You’ll notice that Paredes is as close to the plate as he can get. When he plants his stride foot, he is right on top of the chalk of the batter’s box. This allows him to get his bat on an upward trajectory and catch outside breaking balls in front of the plate and yank them down the left field line. Intuitively, you’d think pitchers should pound him inside with velocity, but the swing against Verlander is an example of how he can pull his hands inside and create a steep path to keep fastballs in this zone in fair territory; either way, it’s not easy to pitch inside in this league.
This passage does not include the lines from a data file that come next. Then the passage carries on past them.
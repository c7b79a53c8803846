//! Message signing seam
//!
//! Key custody is someone else's problem: the client hands the serialized
//! envelope to a [`Signer`] and sends whatever comes back. The development
//! default passes bytes through untouched.

use async_trait::async_trait;

use crate::error::TransportError;

/// Produces a signed envelope the messenger will accept
#[async_trait]
pub trait Signer: Send + Sync {
    async fn sign(&self, payload: &[u8]) -> Result<Vec<u8>, TransportError>;
}

/// Pass-through signer for development and tests
#[derive(Debug, Clone, Copy, Default)]
pub struct UnsignedSigner;

#[async_trait]
impl Signer for UnsignedSigner {
    async fn sign(&self, payload: &[u8]) -> Result<Vec<u8>, TransportError> {
        Ok(payload.to_vec())
    }
}
//! Info command

use async_trait::async_trait;

use crate::commands::{registry_client, Command};
use crate::config::CliConfig;
use crate::error::CliResult;
use crate::output::OutputStyle;

/// Show the registry process's capabilities
pub struct InfoCommand;

impl InfoCommand {
    pub fn new() -> Self {
        Self
    }
}

impl Default for InfoCommand {
    fn default() -> Self {
        Self::new()
    }
}

#[async_trait]
impl Command for InfoCommand {
    async fn execute(&self) -> CliResult<()> {
        let config = CliConfig::load()?;
        let client = registry_client(&config)?;

        let reply = client.info().await?;
        let process = &reply.process;

        let style = OutputStyle::default();
        println!("{}", style.section("Process"));
        println!("{}", style.key_value("name", &process.name));
        println!("{}", style.key_value("version", &process.version));
        println!(
            "{}",
            style.key_value("protocol", &process.protocol_version)
        );
        println!(
            "{}",
            style.key_value("capabilities", &process.capabilities.join(", "))
        );

        println!("{}", style.section("Handlers"));
        for handler in &reply.handlers {
            println!("{}", style.list_item(handler));
        }
        Ok(())
    }
}
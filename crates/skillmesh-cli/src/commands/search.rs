//! Search command

use async_trait::async_trait;

use skillmesh_types::SearchParams;

use crate::commands::{registry_client, Command};
use crate::config::CliConfig;
use crate::error::CliResult;
use crate::output::OutputStyle;

/// Search the registry for skills
pub struct SearchCommand {
    query: String,
    limit: Option<u64>,
}

impl SearchCommand {
    pub fn new(query: String, limit: Option<u64>) -> Self {
        Self { query, limit }
    }
}

#[async_trait]
impl Command for SearchCommand {
    async fn execute(&self) -> CliResult<()> {
        let config = CliConfig::load()?;
        let client = registry_client(&config)?;

        let params = SearchParams {
            query: self.query.clone(),
            limit: self.limit,
        };
        let reply = client.search_with(&params).await?;

        let style = OutputStyle::default();
        if reply.results.is_empty() {
            println!(
                "{}",
                style.info(&format!("No skills match '{}'", reply.query))
            );
            return Ok(());
        }

        let heading = if reply.query.trim().is_empty() {
            format!("{} of {} skill(s)", reply.results.len(), reply.total)
        } else {
            format!(
                "{} of {} match(es) for '{}'",
                reply.results.len(),
                reply.total,
                reply.query
            )
        };
        println!("{}", style.header(&heading));
        for skill in &reply.results {
            println!(
                "{}",
                style.list_item(&format!(
                    "{}@{}  {}",
                    skill.name, skill.version, skill.description
                ))
            );
        }
        Ok(())
    }
}
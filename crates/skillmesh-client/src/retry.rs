//! Retry policy for transport attempts

use std::time::Duration;

/// Attempt count, backoff schedule, and per-attempt budget
#[derive(Debug, Clone, PartialEq, Eq)]
pub struct RetryPolicy {
    /// Total attempts on the fast path
    pub max_attempts: u32,
    /// Delay after the first failed attempt; doubles per attempt
    pub initial_delay: Duration,
    /// Hard time budget for each individual attempt
    pub attempt_timeout: Duration,
}

impl Default for RetryPolicy {
    fn default() -> Self {
        Self {
            max_attempts: 3,
            initial_delay: Duration::from_millis(100),
            attempt_timeout: Duration::from_secs(5),
        }
    }
}

impl RetryPolicy {
    pub fn new() -> Self {
        Self::default()
    }

    pub fn with_max_attempts(mut self, max_attempts: u32) -> Self {
        self.max_attempts = max_attempts;
        self
    }

    pub fn with_initial_delay(mut self, delay: Duration) -> Self {
        self.initial_delay = delay;
        self
    }

    pub fn with_attempt_timeout(mut self, timeout: Duration) -> Self {
        self.attempt_timeout = timeout;
        self
    }

    /// Backoff before the attempt following `attempt` (1-based)
    pub fn delay_for(&self, attempt: u32) -> Duration {
        self.initial_delay * 2u32.saturating_pow(attempt.saturating_sub(1))
    }
}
Paredes’ bat path and swing decisions fuel his extreme pull (50.7%) approach. He doesn’t have much room for error, but if he can continue to hit his hardest batted balls straight down the line, he will keep up this interesting statistical quirk. And I’m sure the Rays know exactly what matchups work best for his approach and swing.
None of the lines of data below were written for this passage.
//! Authoritative in-memory state and the action dispatch loop
//!
//! [`RegistryStore`] owns every published [`SkillVersion`] and every
//! [`DownloadEvent`]. It is deliberately not `Sync`: exactly one task owns
//! it (see [`crate::process`]) and all mutation flows through [`handle`],
//! so writes are serialized without locks.
//!
//! [`handle`]: RegistryStore::handle

use std::collections::BTreeMap;

use chrono::Utc;
use serde::de::DeserializeOwned;
use serde::Serialize;
use serde_json::Value;
use tracing::{debug, warn};

use skillmesh_types::{
    actions, AckReply, ErrorReply, GetSkillParams, ListParams, RecordDownloadParams,
    RegisterSkillParams, RegistryRequest, SearchParams, SkillReply, SkillVersion, StatsParams,
    VersionHistoryReply,
};

use crate::error::{HandlerError, Result};
use crate::{info, query, stats};

/// All published versions of one skill, in publication order
#[derive(Debug, Clone, Default)]
pub struct SkillRecord {
    versions: Vec<SkillVersion>,
}

impl SkillRecord {
    /// Most recently published version
    pub fn latest(&self) -> Option<&SkillVersion> {
        self.versions.last()
    }

    /// History ordered newest-first
    pub fn newest_first(&self) -> Vec<SkillVersion> {
        self.versions.iter().rev().cloned().collect()
    }

    pub fn versions(&self) -> &[SkillVersion] {
        &self.versions
    }
}

/// The registry's entire state
#[derive(Debug, Default)]
pub struct RegistryStore {
    skills: BTreeMap<String, SkillRecord>,
    downloads: Vec<skillmesh_types::DownloadEvent>,
}

impl RegistryStore {
    pub fn new() -> Self {
        Self::default()
    }

    /// Number of distinct skill names
    pub fn skill_count(&self) -> usize {
        self.skills.len()
    }

    /// Latest version of every skill, ordered by name
    pub fn latest_versions(&self) -> Vec<&SkillVersion> {
        self.skills.values().filter_map(SkillRecord::latest).collect()
    }

    /// Latest version of one skill
    pub fn latest(&self, name: &str) -> Option<&SkillVersion> {
        self.skills.get(name).and_then(SkillRecord::latest)
    }

    /// Full record for one skill
    pub fn record(&self, name: &str) -> Option<&SkillRecord> {
        self.skills.get(name)
    }

    /// Every download event ever recorded
    pub fn downloads(&self) -> &[skillmesh_types::DownloadEvent] {
        &self.downloads
    }

    /// Dispatch a request using the wall clock for stats windows
    pub fn handle(&mut self, request: &RegistryRequest) -> Value {
        self.handle_at(request, Utc::now().timestamp_millis())
    }

    /// Dispatch a request with an explicit "now", for deterministic windows
    pub fn handle_at(&mut self, request: &RegistryRequest, now_ms: i64) -> Value {
        debug!(action = %request.action, "handling registry request");
        match self.dispatch(request, now_ms) {
            Ok(value) => value,
            Err(err) => {
                warn!(action = %request.action, error = %err, "handler failed");
                encode(&ErrorReply::new(err.to_string())).unwrap_or(Value::Null)
            }
        }
    }

    fn dispatch(&mut self, request: &RegistryRequest, now_ms: i64) -> Result<Value> {
        match request.action.as_str() {
            actions::SEARCH => {
                let params: SearchParams = decode_params(request)?;
                encode(&query::search(self, &params))
            }
            actions::LIST => {
                let params: ListParams = decode_params(request)?;
                encode(&query::list(self, &params))
            }
            actions::GET => {
                let params: GetSkillParams = decode_params(request)?;
                encode(&self.get(&params.name))
            }
            actions::GET_VERSIONS => {
                let params: GetSkillParams = decode_params(request)?;
                encode(&self.get_versions(&params.name))
            }
            actions::GET_DOWNLOAD_STATS => {
                let params: StatsParams = decode_params(request)?;
                stats::download_stats(self, &params, now_ms)
            }
            actions::INFO => encode(&info::info_reply()),
            actions::REGISTER_SKILL => {
                let params: RegisterSkillParams = decode_params(request)?;
                encode(&self.register(params, request.sender.as_deref(), now_ms)?)
            }
            actions::RECORD_DOWNLOAD => {
                let params: RecordDownloadParams = decode_params(request)?;
                encode(&self.record_download(params))
            }
            other => Err(HandlerError::UnknownAction {
                action: other.to_string(),
            }),
        }
    }

    /// `Get`: latest version, or a not-found reply
    pub fn get(&self, name: &str) -> SkillReply {
        match self.latest(name) {
            Some(skill) => SkillReply::found(skill.clone()),
            None => SkillReply::not_found(),
        }
    }

    /// `Get-Versions`: full history newest-first with a latest marker
    pub fn get_versions(&self, name: &str) -> VersionHistoryReply {
        match self.skills.get(name) {
            Some(record) => {
                let latest = record
                    .latest()
                    .map(|v| v.version.clone())
                    .unwrap_or_default();
                VersionHistoryReply::found(record.newest_first(), latest)
            }
            None => VersionHistoryReply::not_found(),
        }
    }

    /// `Register-Skill`: append a version, or refresh an existing one
    ///
    /// `name`+`version` is the composite key. Registering a version that
    /// already exists replaces its metadata in place, keeping the original
    /// publication time; a new version is appended to the name's history.
    pub fn register(
        &mut self,
        params: RegisterSkillParams,
        sender: Option<&str>,
        now_ms: i64,
    ) -> Result<AckReply> {
        params.validate().map_err(HandlerError::Validation)?;

        let mut tags = params.tags;
        tags.sort();
        tags.dedup();

        let skill = SkillVersion {
            name: params.name.clone(),
            version: params.version,
            description: params.description,
            author: params.author,
            owner_address: sender.unwrap_or_default().to_string(),
            tags,
            dependencies: params.dependencies,
            content_id: params.content_id,
            license: params.license,
            published_at: now_ms,
            updated_at: now_ms,
        };

        let record = self.skills.entry(params.name).or_default();
        match record
            .versions
            .iter_mut()
            .find(|existing| existing.version == skill.version)
        {
            Some(existing) => {
                let published_at = existing.published_at;
                *existing = skill;
                existing.published_at = published_at;
                debug!(name = %existing.name, version = %existing.version, "refreshed existing version");
            }
            None => {
                debug!(name = %skill.name, version = %skill.version, "registered new version");
                record.versions.push(skill);
            }
        }

        Ok(AckReply::new(actions::REGISTER_SKILL))
    }

    /// `Record-Download`: append an event, no existence check
    ///
    /// Tolerant by contract: events for never-registered names are kept and
    /// only ever filtered on the read side.
    pub fn record_download(&mut self, params: RecordDownloadParams) -> AckReply {
        self.downloads.push(skillmesh_types::DownloadEvent {
            skill_name: params.name,
            version: params.version,
            requester_id: params.requester,
            timestamp: params.timestamp,
        });
        AckReply::new(actions::RECORD_DOWNLOAD)
    }
}

fn decode_params<T: DeserializeOwned>(request: &RegistryRequest) -> Result<T> {
    // An absent data block means "no parameters", same as an empty object
    let data = if request.data.is_null() {
        Value::Object(serde_json::Map::new())
    } else {
        request.data.clone()
    };
    serde_json::from_value(data).map_err(|e| HandlerError::InvalidParams {
        action: request.action.clone(),
        message: e.to_string(),
    })
}

pub(crate) fn encode<T: Serialize>(reply: &T) -> Result<Value> {
    serde_json::to_value(reply).map_err(|e| HandlerError::Internal(e.to_string()))
}

#[cfg(test)]
mod tests {
    use super::*;
    use serde_json::json;

    fn register_request(name: &str, version: &str) -> RegistryRequest {
        RegistryRequest::new(
            actions::REGISTER_SKILL,
            json!({
                "name": name,
                "version": version,
                "description": format!("{name} description"),
                "author": "ada",
                "contentId": format!("cid-{name}-{version}"),
            }),
        )
        .with_sender("addr-ada")
    }

    #[test]
    fn test_register_and_get() {
        let mut store = RegistryStore::new();
        let ack = store.handle_at(&register_request("web-scraper", "1.0.0"), 1_000);
        assert_eq!(ack["status"], "success");

        let reply = store.handle_at(
            &RegistryRequest::new(actions::GET, json!({"name": "web-scraper"})),
            2_000,
        );
        assert_eq!(reply["status"], "success");
        assert_eq!(reply["skill"]["name"], "web-scraper");
        assert_eq!(reply["skill"]["ownerAddress"], "addr-ada");
        assert_eq!(reply["skill"]["publishedAt"], 1_000);
    }

    #[test]
    fn test_get_unknown_skill_is_in_band_not_found() {
        let mut store = RegistryStore::new();
        let reply = store.handle_at(
            &RegistryRequest::new(actions::GET, json!({"name": "missing"})),
            0,
        );
        assert_eq!(reply["status"], "error");
        assert_eq!(reply["error"], "Skill not found");
        assert!(reply.get("skill").is_none());
    }

    #[test]
    fn test_version_history_newest_first_with_latest_marker() {
        let mut store = RegistryStore::new();
        store.handle_at(&register_request("web-scraper", "1.0.0"), 1_000);
        store.handle_at(&register_request("web-scraper", "1.1.0"), 2_000);
        store.handle_at(&register_request("web-scraper", "2.0.0"), 3_000);

        let reply = store.handle_at(
            &RegistryRequest::new(actions::GET_VERSIONS, json!({"name": "web-scraper"})),
            4_000,
        );
        assert_eq!(reply["total"], 3);
        assert_eq!(reply["latest"], "2.0.0");
        assert_eq!(reply["versions"][0]["version"], "2.0.0");
        assert_eq!(reply["versions"][2]["version"], "1.0.0");
    }

    #[test]
    fn test_reregistering_same_version_updates_in_place() {
        let mut store = RegistryStore::new();
        store.handle_at(&register_request("web-scraper", "1.0.0"), 1_000);

        let refreshed = RegistryRequest::new(
            actions::REGISTER_SKILL,
            json!({
                "name": "web-scraper",
                "version": "1.0.0",
                "description": "updated description",
                "author": "ada",
                "contentId": "cid-new",
            }),
        );
        store.handle_at(&refreshed, 5_000);

        let record = store.record("web-scraper").unwrap();
        assert_eq!(record.versions().len(), 1);
        let skill = record.latest().unwrap();
        assert_eq!(skill.description, "updated description");
        assert_eq!(skill.content_id, "cid-new");
        assert_eq!(skill.published_at, 1_000);
        assert_eq!(skill.updated_at, 5_000);
    }

    #[test]
    fn test_register_rejects_invalid_version() {
        let mut store = RegistryStore::new();
        let reply = store.handle_at(
            &RegistryRequest::new(
                actions::REGISTER_SKILL,
                json!({
                    "name": "web-scraper",
                    "version": "one-point-oh",
                    "contentId": "cid-1",
                }),
            ),
            0,
        );
        assert_eq!(reply["status"], "error");
        assert!(reply["error"].as_str().unwrap().contains("semver"));
        assert_eq!(store.skill_count(), 0);
    }

    #[test]
    fn test_record_download_is_tolerant_of_unknown_names() {
        let mut store = RegistryStore::new();
        let reply = store.handle_at(
            &RegistryRequest::new(
                actions::RECORD_DOWNLOAD,
                json!({
                    "name": "never-registered",
                    "version": "1.0.0",
                    "requester": "addr-bob",
                    "timestamp": 123,
                }),
            ),
            0,
        );
        assert_eq!(reply["status"], "success");
        assert_eq!(store.downloads().len(), 1);
    }

    #[test]
    fn test_unknown_action_reports_error_reply() {
        let mut store = RegistryStore::new();
        let reply = store.handle_at(&RegistryRequest::new("Destroy-All", json!({})), 0);
        assert_eq!(reply["status"], "error");
        assert!(reply["error"].as_str().unwrap().contains("Destroy-All"));
    }

    #[test]
    fn test_missing_data_block_means_no_parameters() {
        let mut store = RegistryStore::new();
        let request = RegistryRequest {
            action: actions::LIST.to_string(),
            data: Value::Null,
            sender: None,
        };
        let reply = store.handle_at(&request, 0);
        assert_eq!(reply["pagination"]["total"], 0);
    }

    #[test]
    fn test_register_deduplicates_tags() {
        let mut store = RegistryStore::new();
        store.handle_at(
            &RegistryRequest::new(
                actions::REGISTER_SKILL,
                json!({
                    "name": "web-scraper",
                    "version": "1.0.0",
                    "contentId": "cid-1",
                    "tags": ["web", "scraping", "web"],
                }),
            ),
            0,
        );
        let skill = store.latest("web-scraper").unwrap();
        assert_eq!(skill.tags, vec!["scraping".to_string(), "web".to_string()]);
    }
}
Now, let’s go back to Bellinger. Unlike Paredes, Bellinger has a previous history of being a true light tower power hitter. Between 2017 and 2019, he hit around half of his home runs over 105 mph, but since 2020, that number is well north of 70% and has peaked this year at 83.3%. In hindsight, it’s clear that his current batted ball profile was the best path forward for him after last season, when he hit 79% of his home runs under 105 mph. When you combine his relatively steep angle with his below-average raw power, it makes the most sense for him to work primarily to the pull side in the air, like Paredes, and sometimes to the gaps if he can create the lift.
This year, Bellinger’s Zone Contact% is at a career-high 82.2% thanks to some mechanical tweaks and approach shifting. It’s the only time in his career outside of the 2020 season that he has done this. As you would have guessed, this has led to a career-low whiff rate (22.6%). If your margin for error is thin, you need to understand what pitches best play to your bat path and power, and specifically attack those pitches. Sound familiar? That’s exactly how Paredes goes about it. And these two swings are perfect examples of pitches where Bellinger can catch the ball out in front of the plate against pitchers from both sides:
With trade rumors heating up and the Cubs likely to sell, Bellinger could be on the move to a new team and home park. While I think there is likely a league adjustment coming to respond to his hot streak, he now has a model for what the new version of himself can be, and it sure does look a lot like what Paredes has done with Tampa Bay in the last few years. I think there is some real potential for both of these hitters to continue to have success with their unique profiles, and both serve as a possible model for other hitters going forward who can create consistent lift despite below-average raw power.